WEST TERRE HAUTE, Ind. (WTHI) -- About a year ago, Bobby Vallandingham was diagnosed with MNGIE, or mitochondrial neurogastrointestinal encephalopathy
"Crazy thing is when we got the results back I didn't even know what that was," Vallandingham said. "They came back and said you have this and I was like alright well at least we know what I have."
It's a rare genetic disease that affects mostly the digestive and nervous systems of the body.
According to the uU.S. National library of medicine, only about 70 people are reported to have MNGIE.
Now, Vallandingham, the head athletic trainer at West Vigo high school, is looking for a cure.
"As we've gone on I've become aware of how rare this disease is worldwide and how fast the progression can hit you with symptoms," he said. "So, it's been a little difficult dealing with this but then again to know you have so many people supporting you it just makes me want to push harder and get that cure or get better."
Sunday, the young men's club in West Terre Haute was packed full with friends, family and community members.
They were all there to raise money and awareness for this rare disease.

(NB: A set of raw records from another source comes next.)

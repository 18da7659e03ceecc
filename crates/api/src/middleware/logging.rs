//! Logging initialization and configuration.

use tracing_subscriber::{
    fmt::{self, format::FmtSpan},
    layer::SubscriberExt,
    util::SubscriberInitExt,
    EnvFilter,
};

use crate::config::LoggingConfig;

/// Initializes the global subscriber. `RUST_LOG` wins over `logging.level`.
///
/// `logging.format` selects `json` (default) or `pretty`; any other value
/// falls back to the compact single-line format.
pub fn init_logging(config: &LoggingConfig) {
    let env_filter =
        EnvFilter::try_from_default_env().unwrap_or_else(|_| EnvFilter::new(&config.level));

    let subscriber = tracing_subscriber::registry().with(env_filter);

    let result = match config.format.as_str() {
        "json" => subscriber
            .with(
                fmt::layer()
                    .json()
                    .with_span_events(FmtSpan::CLOSE)
                    .with_current_span(true)
                    .with_target(true),
            )
            .try_init(),
        "pretty" => subscriber
            .with(
                fmt::layer()
                    .pretty()
                    .with_span_events(FmtSpan::CLOSE)
                    .with_target(true),
            )
            .try_init(),
        _ => subscriber
            .with(fmt::layer().compact().with_target(false))
            .try_init(),
    };

    if let Err(e) = result {
        eprintln!("Logging already initialized: {}", e);
    }
}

Karen Myers knows first hand what this disease can do.
She's watched her daughter go through this for the past 6 years.
"This community is like a family we want to help each other we want to give," Myers said. "I've been on homebound with my daughter for almost the last five months and I know I was not gonna miss this."
The West Terre Haute family is planning other events to raise money and awareness for this rare disease and for the Vallandingham family.